La causa $LIBRA: el telón de fondo que redefine todo
El contexto es determinante. La causa vinculada a la criptomoneda $LIBRA, que involucra al entorno presidencial, está en manos del juez Martínez de Giorgi.
Que en ese mismo momento se impulse el pliego de su esposa introduce una tensión directa entre política y justicia.
No hace falta probar interferencia para que exista problema. En términos institucionales, la clave es otra: la coincidencia de intereses.
Ejemplo: en la historia reciente argentina, causas judiciales sensibles (como corrupción, deuda o servicios públicos) siempre estuvieron acompañadas de disputas por el control de tribunales. Este caso reproduce ese patrón.
El choque con la Corte Suprema: dos modelos en conflicto
Mientras el Ejecutivo acelera designaciones, la Corte Suprema —integrada por Horacio Rosatti, Carlos Rosenkrantz y Ricardo Lorenzetti— impulsa una reforma para limitar la discrecionalidad en la selección de jueces.
Los propios ministros advirtieron sobre:
- “partidización creciente”
- procesos “discrecionales”
- falta de transparencia
El contraste es evidente:
- la Corte propone despolitizar
- el Ejecutivo avanza con una lógica política de nombramientos
Ejemplo institucional: cuando dos poderes del Estado disputan el control del sistema judicial, el problema deja de ser técnico. Se transforma en un conflicto de poder.
Historia reciente: justicia como campo de batalla político
Lo que ocurre no es nuevo, pero sí acumulativo.
- Durante el kirchnerismo, la disputa giró en torno a la “democratización de la justicia”
- Con Macri, el eje fue el control de Comodoro Py y los traslados de jueces
- Con Alberto Fernández, la reforma judicial quedó trabada
Ahora, el gobierno de Milei introduce una variante: intervención selectiva en un contexto de debilidad política y causas sensibles abiertas
Ejemplo: en todos los casos, el denominador común es el mismo: la justicia como espacio de disputa para garantizar gobernabilidad o protección.
El objetivo implícito: control estratégico, no total
El hecho de que solo se cubran 60 de más de 200 vacantes no es una limitación. Es una estrategia.
No se busca dominar todo el sistema judicial. Se busca incidir en puntos clave:
- cámaras federales
- juzgados con causas políticas
- instancias de apelación
Ejemplo: controlar una cámara de apelaciones puede ser más decisivo que decenas de juzgados menores. La política judicial no es cuantitativa, es estratégica.
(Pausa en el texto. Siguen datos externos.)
//! Campsite backend: accounts, sessions, placemarks and reviews over REST.

pub mod domain;
pub mod inbound;
pub mod middleware;
pub mod outbound;
#[cfg(any(test, feature = "test-support"))]
pub mod test_support;

pub use middleware::Trace;
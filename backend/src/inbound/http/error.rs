//! HTTP adapter mapping for domain errors.
//!
//! The domain error stays HTTP-agnostic; this module gives it a status code
//! and a JSON body. Redacted codes lose their message at this boundary but
//! keep the trace identifier so the failure can be found in the logs.

use actix_web::{HttpResponse, ResponseError, http::StatusCode};
use tracing::error;

use crate::domain::{Error, ErrorCode, TRACE_ID_HEADER};

/// Convenient result alias for HTTP handlers.
pub type ApiResult<T> = Result<T, Error>;

fn status_for(code: ErrorCode) -> StatusCode {
    match code {
        ErrorCode::InvalidRequest => StatusCode::BAD_REQUEST,
        ErrorCode::ValidationFailed => StatusCode::UNPROCESSABLE_ENTITY,
        ErrorCode::Unauthorized => StatusCode::UNAUTHORIZED,
        ErrorCode::Forbidden => StatusCode::FORBIDDEN,
        ErrorCode::NotFound => StatusCode::NOT_FOUND,
        ErrorCode::Conflict => StatusCode::CONFLICT,
        ErrorCode::RateLimited => StatusCode::TOO_MANY_REQUESTS,
        ErrorCode::ServiceUnavailable => StatusCode::SERVICE_UNAVAILABLE,
        ErrorCode::TransientFailure | ErrorCode::InternalError => {
            StatusCode::INTERNAL_SERVER_ERROR
        }
    }
}

impl ResponseError for Error {
    fn status_code(&self) -> StatusCode {
        status_for(self.code())
    }

    fn error_response(&self) -> HttpResponse {
        if self.code().is_redacted() {
            error!(
                code = ?self.code(),
                message = self.message(),
                trace_id = self.trace_id().unwrap_or_default(),
                "request failed"
            );
        }
        let mut builder = HttpResponse::build(self.status_code());
        if let Some(id) = self.trace_id() {
            builder.insert_header((TRACE_ID_HEADER, id.to_owned()));
        }
        builder.json(self.redacted())
    }
}

impl From<actix_web::Error> for Error {
    fn from(err: actix_web::Error) -> Self {
        error!(error = %err, "actix error promoted to domain error");
        Error::internal("Internal server error")
    }
}
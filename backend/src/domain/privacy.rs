//! Street-address redaction for placemark reads.

use super::policy::is_privileged_viewer;
use super::{Identity, Placemark};

/// Value substituted for the street of a redacted placemark.
pub const HIDDEN_STREET: &str = "[HIDDEN]";

/// Redact the exact address unless the viewer is the owner or an admin.
pub fn scrub(viewer: Option<&Identity>, mut placemark: Placemark) -> Placemark {
    if !is_privileged_viewer(viewer, placemark.owner_id) {
        HIDDEN_STREET.clone_into(&mut placemark.address.street);
        placemark.address.house_number.clear();
    }
    placemark
}
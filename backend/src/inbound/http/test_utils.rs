//! Test helpers for inbound HTTP components.

use actix_web::cookie::Cookie;
use actix_web::dev::{ServiceFactory, ServiceRequest, ServiceResponse};
use actix_web::{App, web};

use super::health::HealthState;
use super::state::HttpState;
use crate::Trace;

/// Full route table over `state`, wrapped in the trace middleware.
pub fn test_app(
    state: HttpState,
) -> App<
    impl ServiceFactory<
        ServiceRequest,
        Config = (),
        Response = ServiceResponse,
        Error = actix_web::Error,
        InitError = (),
    >,
> {
    let health = web::Data::new(HealthState::new());
    health.mark_ready();
    App::new()
        .app_data(web::Data::new(state))
        .app_data(health)
        .wrap(Trace)
        .configure(super::configure)
}

/// The refresh cookie set on `res`, if any.
pub fn refresh_cookie<B>(res: &ServiceResponse<B>) -> Option<Cookie<'static>> {
    res.response()
        .cookies()
        .find(|cookie| cookie.name() == super::cookies::REFRESH_COOKIE)
        .map(Cookie::into_owned)
}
Cuando la justicia deja de ser estructura y pasa a ser disputa
Los números son claros:
- 60 pliegos enviados
- más de 200 vacantes
- múltiples vínculos personales
- causas judiciales en curso
Pero el dato más importante no está en la cantidad.
Está en la coincidencia.
Cuando nombramientos, causas judiciales, redes personales y disputas institucionales se cruzan en el mismo momento, la justicia deja de ser un sistema.
Se convierte en un campo de batalla.
Y en ese escenario, la pregunta ya no es jurídica.
Es política: quién controla la justicia cuando la justicia empieza a investigar al poder.